Atau mungkin, posisinya dengan Jeff juga hampir sama? Secara tidak langsung ia juga memerhatikan Lilia sejak kelas sepuluh hingga kelas dua belas sampai pada akhirnya mereka saling memperkenalkan diri masing-masing secara langsung.

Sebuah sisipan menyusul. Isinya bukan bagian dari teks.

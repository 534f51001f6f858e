//! Backend process supervision.
//!
//! One [`BackendSupervisor`] exists per backend definition for the life
//! of the broker. It spawns its child on first demand, owns the child's
//! stdio pipes, frames outbound client messages onto stdin, and decodes
//! stdout back into per-client replies. When the child exits, for any
//! reason, the supervisor falls back to idle and the next dispatch
//! spawns a fresh child.

use std::path::{Path, PathBuf};
use std::process::Stdio;
use std::sync::atomic::{AtomicBool, Ordering};
use std::sync::Arc;

use log::{debug, info, warn};
use tokio::io::{AsyncReadExt, AsyncWriteExt};
use tokio::process::{Child, ChildStdin, ChildStdout, Command};
use tokio::sync::Mutex;

use crate::codec::{self, FrameDecoder, StdoutEvent};
use crate::config::BackendDescriptor;
use crate::error::BrokerError;
use crate::registry::SessionTable;

/// Mutable child-process state, serialized behind one lock so that
/// check-and-spawn and the subsequent stdin write never interleave
/// between two dispatching clients.
#[derive(Default)]
struct ProcState {
    /// Write end of the child's stdin. `Some` exactly while a child is
    /// considered running.
    stdin: Option<ChildStdin>,
    /// Child process id, for terminate().
    pid: Option<u32>,
    /// Bumped on every spawn so a stale exit callback cannot clobber
    /// the state of a respawned child.
    generation: u64,
}

/// Supervisor for one backend child process.
pub struct BackendSupervisor {
    descriptor: BackendDescriptor,
    broker_dir: PathBuf,
    /// Working directory, absolutized against the broker directory.
    working_dir: PathBuf,
    sessions: Arc<SessionTable>,
    ready: AtomicBool,
    state: Mutex<ProcState>,
}

impl BackendSupervisor {
    pub fn new(
        descriptor: BackendDescriptor,
        broker_dir: &Path,
        sessions: Arc<SessionTable>,
    ) -> Self {
        let working_dir = {
            let dir = Path::new(&descriptor.working_dir);
            if dir.is_absolute() {
                dir.to_path_buf()
            } else {
                broker_dir.join(dir)
            }
        };
        Self {
            descriptor,
            broker_dir: broker_dir.to_path_buf(),
            working_dir,
            sessions,
            ready: AtomicBool::new(false),
            state: Mutex::new(ProcState::default()),
        }
    }

    pub fn name(&self) -> &str {
        &self.descriptor.name
    }

    /// Whether the backend has emitted its ready sentinel. Advisory:
    /// frames are forwarded regardless.
    pub fn is_ready(&self) -> bool {
        self.ready.load(Ordering::Relaxed)
    }

    /// Whether a child process is currently considered running.
    pub async fn is_running(&self) -> bool {
        self.state.lock().await.stdin.is_some()
    }

    /// Forward one client message to the backend, spawning the child
    /// first if it is not running.
    ///
    /// Once this returns, the frame has been written to the child's
    /// stdin (or dropped: a failed spawn or a dead pipe drops the
    /// message, leaving the supervisor idle for the next dispatch to
    /// retry).
    pub async fn dispatch(self: &Arc<Self>, client_id: &str, payload: &[u8]) {
        let frame = match codec::encode(client_id, payload) {
            Ok(frame) => frame,
            Err(err) => {
                warn!("not forwarding to backend '{}': {}", self.name(), err);
                return;
            }
        };

        let mut state = self.state.lock().await;
        if state.stdin.is_none() {
            if let Err(err) = self.spawn_child(&mut state) {
                warn!("{err}");
                return;
            }
        }
        if let Some(stdin) = state.stdin.as_mut() {
            if let Err(err) = stdin.write_all(&frame).await {
                warn!("writing to backend '{}' stdin: {}", self.name(), err);
            }
        }
    }

    /// Signal the running child to terminate and return immediately.
    /// Pipe and state cleanup happens when the exit watcher observes
    /// the child going away.
    pub async fn terminate(&self) {
        let state = self.state.lock().await;
        if let Some(pid) = state.pid {
            info!("terminating backend '{}' (pid {})", self.name(), pid);
            signal_terminate(pid);
        }
    }

    /// Spawn the child and wire up its pipes. Called with the state
    /// lock held; on error the supervisor stays idle.
    fn spawn_child(self: &Arc<Self>, state: &mut ProcState) -> Result<(), BrokerError> {
        let exe = self.broker_dir.join(&self.descriptor.command);

        let mut command = Command::new(&exe);
        command
            .arg(&self.descriptor.params)
            .current_dir(&self.working_dir)
            .stdin(Stdio::piped())
            .stdout(Stdio::piped())
            .stderr(Stdio::inherit())
            .kill_on_drop(true);

        let mut child = command.spawn().map_err(|source| BrokerError::SpawnFailed {
            name: self.descriptor.name.clone(),
            source,
        })?;
        let (Some(stdin), Some(stdout)) = (child.stdin.take(), child.stdout.take()) else {
            return Err(BrokerError::SpawnFailed {
                name: self.descriptor.name.clone(),
                source: std::io::Error::other("child stdio pipes missing"),
            });
        };

        state.generation += 1;
        state.stdin = Some(stdin);
        state.pid = child.id();
        self.ready.store(false, Ordering::Relaxed);
        info!(
            "spawned backend '{}' ({}) pid {:?}",
            self.name(),
            exe.display(),
            child.id()
        );

        tokio::spawn(Arc::clone(self).read_stdout(stdout));
        tokio::spawn(Arc::clone(self).watch_exit(child, state.generation));
        Ok(())
    }

    /// Read loop over the child's stdout: decode frames incrementally
    /// and route each reply to the session with the matching client id.
    async fn read_stdout(self: Arc<Self>, mut stdout: ChildStdout) {
        let mut decoder = FrameDecoder::new();
        let mut buf = vec![0u8; 8192];
        loop {
            match stdout.read(&mut buf).await {
                Ok(0) => break,
                Ok(n) => {
                    for event in decoder.feed(&buf[..n]) {
                        match event {
                            StdoutEvent::Ready => {
                                debug!("backend '{}' signalled ready", self.name());
                                self.ready.store(true, Ordering::Relaxed);
                            }
                            StdoutEvent::Frame { client_id, payload } => {
                                self.sessions.route_reply(&client_id, payload).await;
                            }
                        }
                    }
                }
                Err(err) => {
                    debug!("reading backend '{}' stdout: {}", self.name(), err);
                    break;
                }
            }
        }
        if decoder.malformed_count() > 0 {
            warn!(
                "backend '{}' produced {} malformed frame(s)",
                self.name(),
                decoder.malformed_count()
            );
        }
    }

    /// Wait for the child to exit, then reset the supervisor to idle.
    /// Bound sessions are not notified; their next dispatch respawns.
    async fn watch_exit(self: Arc<Self>, mut child: Child, generation: u64) {
        match child.wait().await {
            Ok(status) => info!("backend '{}' exited: {}", self.name(), status),
            Err(err) => warn!("waiting on backend '{}': {}", self.name(), err),
        }

        let mut state = self.state.lock().await;
        if state.generation == generation {
            state.stdin = None;
            state.pid = None;
            self.ready.store(false, Ordering::Relaxed);
        }
    }
}

#[cfg(unix)]
fn signal_terminate(pid: u32) {
    // SAFETY: delivering a signal to a pid; racy against reuse but
    // memory-safe.
    unsafe {
        libc::kill(pid as libc::pid_t, libc::SIGTERM);
    }
}

#[cfg(windows)]
fn signal_terminate(pid: u32) {
    use windows_sys::Win32::Foundation::CloseHandle;
    use windows_sys::Win32::System::Threading::{
        OpenProcess, TerminateProcess, PROCESS_TERMINATE,
    };

    // SAFETY: the handle is closed before returning.
    unsafe {
        let handle = OpenProcess(PROCESS_TERMINATE, 0, pid);
        if !handle.is_null() {
            TerminateProcess(handle, 0);
            CloseHandle(handle);
        }
    }
}

#[cfg(all(test, unix))]
mod tests {
    use super::*;
    use std::os::unix::fs::PermissionsExt;
    use std::time::Duration;
    use tempfile::TempDir;
    use tokio::sync::mpsc;
    use tokio::time::timeout;

    fn write_script(dir: &Path, name: &str, body: &str) {
        let path = dir.join(name);
        std::fs::write(&path, format!("#!/bin/sh\n{body}\n")).unwrap();
        std::fs::set_permissions(&path, std::fs::Permissions::from_mode(0o755)).unwrap();
    }

    fn supervisor(
        dir: &TempDir,
        command: &str,
        params: &str,
    ) -> (Arc<BackendSupervisor>, Arc<SessionTable>) {
        let sessions = Arc::new(SessionTable::default());
        let descriptor = BackendDescriptor {
            name: "test".to_string(),
            command: command.to_string(),
            working_dir: ".".to_string(),
            params: params.to_string(),
        };
        let supervisor = Arc::new(BackendSupervisor::new(
            descriptor,
            dir.path(),
            Arc::clone(&sessions),
        ));
        (supervisor, sessions)
    }

    async fn recv_reply(rx: &mut mpsc::UnboundedReceiver<Vec<u8>>) -> Vec<u8> {
        timeout(Duration::from_secs(5), rx.recv())
            .await
            .expect("timed out waiting for reply")
            .expect("reply channel closed")
    }

    async fn wait_until_idle(supervisor: &Arc<BackendSupervisor>) {
        timeout(Duration::from_secs(5), async {
            while supervisor.is_running().await {
                tokio::time::sleep(Duration::from_millis(10)).await;
            }
        })
        .await
        .expect("backend did not become idle");
    }

    #[tokio::test]
    async fn dispatch_spawns_and_routes_reply() {
        let dir = TempDir::new().unwrap();
        write_script(dir.path(), "echo.sh", "exec cat");
        let (supervisor, sessions) = supervisor(&dir, "echo.sh", "");

        let (tx, mut rx) = mpsc::unbounded_channel();
        sessions.insert("c1", tx).await;

        assert!(!supervisor.is_running().await);
        supervisor.dispatch("c1", b"hello").await;
        assert!(supervisor.is_running().await);

        assert_eq!(recv_reply(&mut rx).await, b"hello");
    }

    #[tokio::test]
    async fn exit_resets_to_idle_and_dispatch_respawns() {
        let dir = TempDir::new().unwrap();
        // Echoes exactly one line, then exits.
        write_script(dir.path(), "one.sh", "IFS= read -r line\nprintf '%s\\n' \"$line\"");
        let (supervisor, sessions) = supervisor(&dir, "one.sh", "");

        let (tx, mut rx) = mpsc::unbounded_channel();
        sessions.insert("c1", tx).await;

        supervisor.dispatch("c1", b"first").await;
        assert_eq!(recv_reply(&mut rx).await, b"first");

        wait_until_idle(&supervisor).await;

        supervisor.dispatch("c1", b"second").await;
        assert_eq!(recv_reply(&mut rx).await, b"second");
    }

    #[tokio::test]
    async fn spawn_failure_is_dropped_silently() {
        let dir = TempDir::new().unwrap();
        let (supervisor, sessions) = supervisor(&dir, "does-not-exist", "");

        let (tx, mut rx) = mpsc::unbounded_channel();
        sessions.insert("c1", tx).await;

        supervisor.dispatch("c1", b"hello").await;
        assert!(!supervisor.is_running().await);
        assert!(rx.try_recv().is_err());
    }

    #[tokio::test]
    async fn terminate_stops_the_child() {
        let dir = TempDir::new().unwrap();
        write_script(dir.path(), "echo.sh", "exec cat");
        let (supervisor, sessions) = supervisor(&dir, "echo.sh", "");

        let (tx, _rx) = mpsc::unbounded_channel();
        sessions.insert("c1", tx).await;

        supervisor.dispatch("c1", b"hello").await;
        assert!(supervisor.is_running().await);

        supervisor.terminate().await;
        wait_until_idle(&supervisor).await;
    }

    #[tokio::test]
    async fn ready_sentinel_sets_flag() {
        let dir = TempDir::new().unwrap();
        write_script(dir.path(), "ready.sh", "printf '\\0'\nexec cat");
        let (supervisor, sessions) = supervisor(&dir, "ready.sh", "");

        let (tx, mut rx) = mpsc::unbounded_channel();
        sessions.insert("c1", tx).await;

        assert!(!supervisor.is_ready());
        supervisor.dispatch("c1", b"ping").await;
        assert_eq!(recv_reply(&mut rx).await, b"ping");
        assert!(supervisor.is_ready());
    }

    #[tokio::test]
    async fn params_are_passed_to_the_child() {
        let dir = TempDir::new().unwrap();
        // Sinks stdin into the file named by the params argument.
        write_script(dir.path(), "sink.sh", "exec cat > \"$1\"");
        let out = dir.path().join("captured.txt");
        let (supervisor, _sessions) =
            supervisor(&dir, "sink.sh", out.to_str().unwrap());

        supervisor.dispatch("c9", b"payload").await;

        timeout(Duration::from_secs(5), async {
            loop {
                if std::fs::read(&out)
                    .map(|data| data == b"c9\tpayload\n")
                    .unwrap_or(false)
                {
                    break;
                }
                tokio::time::sleep(Duration::from_millis(10)).await;
            }
        })
        .await
        .expect("backend never received the frame");
    }
}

Lucas mengusap wajahnya dengan kasar, sejak kejadian di taman sekolah tadi, pikirannya terus dipenuhi oleh Lilia, Lilia, dan Lilia. Bahkan ia kaget gadis itu mampu menggusur Elle yang notabenenya sudah mengisi pikiran serta hatinya selama kurang lebih tiga tahun belakangan ini.
Drrttt...drrrtt...
Keresahan yang begitu mengganggu Lucas itu sedikit teralihkan ketika ponselnya tiba-tiba bergetar menandakan ada panggilan masuk. Nama Elle tertera jelas disana dan tanpa berpikir dua kali jarinya langsung mendial tombol bewarna hijau.
"Halo, Elle? Ada apa?"
Meskipun hatinya sedang terasa dibolak-balikkan, apapun tentang Elle akan selalu ia nomor satukan.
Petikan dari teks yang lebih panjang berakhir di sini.